— Problem to solve —
Go through the data and tally the lines that include "instruct". The reply is that number alone.

*** Opening of Stored data ***

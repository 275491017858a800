//! Inference endpoints on direct and Azure backends

use crate::mock_server::{MockServerFixture, TEST_TOKEN};
use mockito::Matcher;
use oai_client::chat::{ChatCompletionMessage, ChatCompletionRequest};
use oai_client::completions::CompletionRequest;
use oai_client::embeddings::EmbeddingRequest;
use oai_client::{Client, ClientConfig, Error};
use serde_json::json;

const CHAT_RESPONSE: &str = r#"{
    "id": "chatcmpl-123",
    "object": "chat.completion",
    "created": 1677652288,
    "model": "gpt-3.5-turbo",
    "choices": [{"index": 0, "message": {"role": "assistant", "content": "Hi there"}, "finish_reason": "stop"}],
    "usage": {"prompt_tokens": 9, "completion_tokens": 2, "total_tokens": 11}
}"#;

fn chat_request() -> ChatCompletionRequest {
    ChatCompletionRequest::new("gpt-3.5-turbo", vec![ChatCompletionMessage::user("Hello!")]).max_tokens(5)
}

#[tokio::test]
async fn test_chat_completion() {
    let fixture = MockServerFixture::new().await;
    let mock = {
        let mut server = fixture.server.lock().await;
        server
            .mock("POST", "/chat/completions")
            .match_header("authorization", format!("Bearer {}", TEST_TOKEN).as_str())
            .match_header("content-type", "application/json")
            .match_body(Matcher::Json(json!({
                "model": "gpt-3.5-turbo",
                "messages": [{"role": "user", "content": "Hello!"}],
                "max_tokens": 5
            })))
            .with_status(200)
            .with_body(CHAT_RESPONSE)
            .create_async()
            .await
    };

    let resp = fixture.client().create_chat_completion(&chat_request()).await.unwrap();
    assert_eq!(resp.content(), Some("Hi there"));
    assert_eq!(resp.usage.total_tokens, 11);
    mock.assert_async().await;
}

#[tokio::test]
async fn test_chat_completion_on_azure_deployment() {
    let fixture = MockServerFixture::new().await;
    let mock = {
        let mut server = fixture.server.lock().await;
        server
            .mock("POST", "/openai/deployments/chat-prod/chat/completions")
            .match_query(Matcher::UrlEncoded("api-version".into(), "2023-05-15".into()))
            .match_header("api-key", TEST_TOKEN)
            .match_header("authorization", Matcher::Missing)
            .with_status(200)
            .with_body(CHAT_RESPONSE)
            .create_async()
            .await
    };

    let config = ClientConfig::azure(TEST_TOKEN, &fixture.base_url).with_deployment("gpt-3.5-turbo", "chat-prod");
    let client = Client::with_config(config).unwrap();
    client.create_chat_completion(&chat_request()).await.unwrap();
    mock.assert_async().await;
}

#[tokio::test]
async fn test_streaming_chat_request_is_rejected() {
    let fixture = MockServerFixture::new().await;
    let mock = fixture.mock_unreached("POST", "/chat/completions").await;

    let mut req = chat_request();
    req.stream = Some(true);
    let err = fixture.client().create_chat_completion(&req).await.unwrap_err();
    assert!(matches!(err, Error::Request { .. }));
    mock.assert_async().await;
}

#[tokio::test]
async fn test_completion() {
    let fixture = MockServerFixture::new().await;
    let mock = fixture
        .mock_json(
            "POST",
            "/completions",
            200,
            r#"{"id":"cmpl-1","object":"text_completion","created":1,"model":"gpt-3.5-turbo-instruct",
                "choices":[{"text":" world","index":0,"finish_reason":"length"}],
                "usage":{"prompt_tokens":1,"completion_tokens":1,"total_tokens":2}}"#,
        )
        .await;

    let resp = fixture
        .client()
        .create_completion(&CompletionRequest::new("gpt-3.5-turbo-instruct", "hello"))
        .await
        .unwrap();
    assert_eq!(resp.choices[0].text, " world");
    mock.assert_async().await;
}

#[tokio::test]
async fn test_embeddings_on_azure_ad() {
    let fixture = MockServerFixture::new().await;
    let mock = {
        let mut server = fixture.server.lock().await;
        server
            .mock("POST", "/openai/deployments/text-embedding-ada-002/embeddings")
            .match_query(Matcher::UrlEncoded("api-version".into(), "2024-02-01".into()))
            .match_header("authorization", format!("Bearer {}", TEST_TOKEN).as_str())
            .with_status(200)
            .with_body(
                r#"{"object":"list","data":[{"object":"embedding","embedding":[0.1,0.2],"index":0}],
                    "model":"text-embedding-ada-002","usage":{"prompt_tokens":2,"total_tokens":2}}"#,
            )
            .create_async()
            .await
    };

    let config = ClientConfig::azure(TEST_TOKEN, &fixture.base_url)
        .with_api_type(oai_client::ApiType::AzureAd)
        .with_api_version("2024-02-01");
    let client = Client::with_config(config).unwrap();
    let resp = client
        .create_embeddings(&EmbeddingRequest::single("text-embedding-ada-002", "hi"))
        .await
        .unwrap();
    assert_eq!(resp.data[0].embedding, vec![0.1, 0.2]);
    mock.assert_async().await;
}
//! Embedding endpoint.

use super::types::{EmbeddingRequest, EmbeddingResponse};
use crate::client::{Client, UrlOptions};
use crate::Result;
use reqwest::Method;

pub const EMBEDDINGS_SUFFIX: &str = "/embeddings";

impl Client {
    /// `POST /embeddings`. On Azure the deployment is resolved from `request.model`.
    pub async fn create_embeddings(&self, request: &EmbeddingRequest) -> Result<EmbeddingResponse> {
        let req = self.new_json_request(
            Method::POST,
            EMBEDDINGS_SUFFIX,
            request,
            &UrlOptions::with_model(&request.model),
        )?;
        self.send(req).await
    }
}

*** Close of Stored data ***

— Problem solution —
2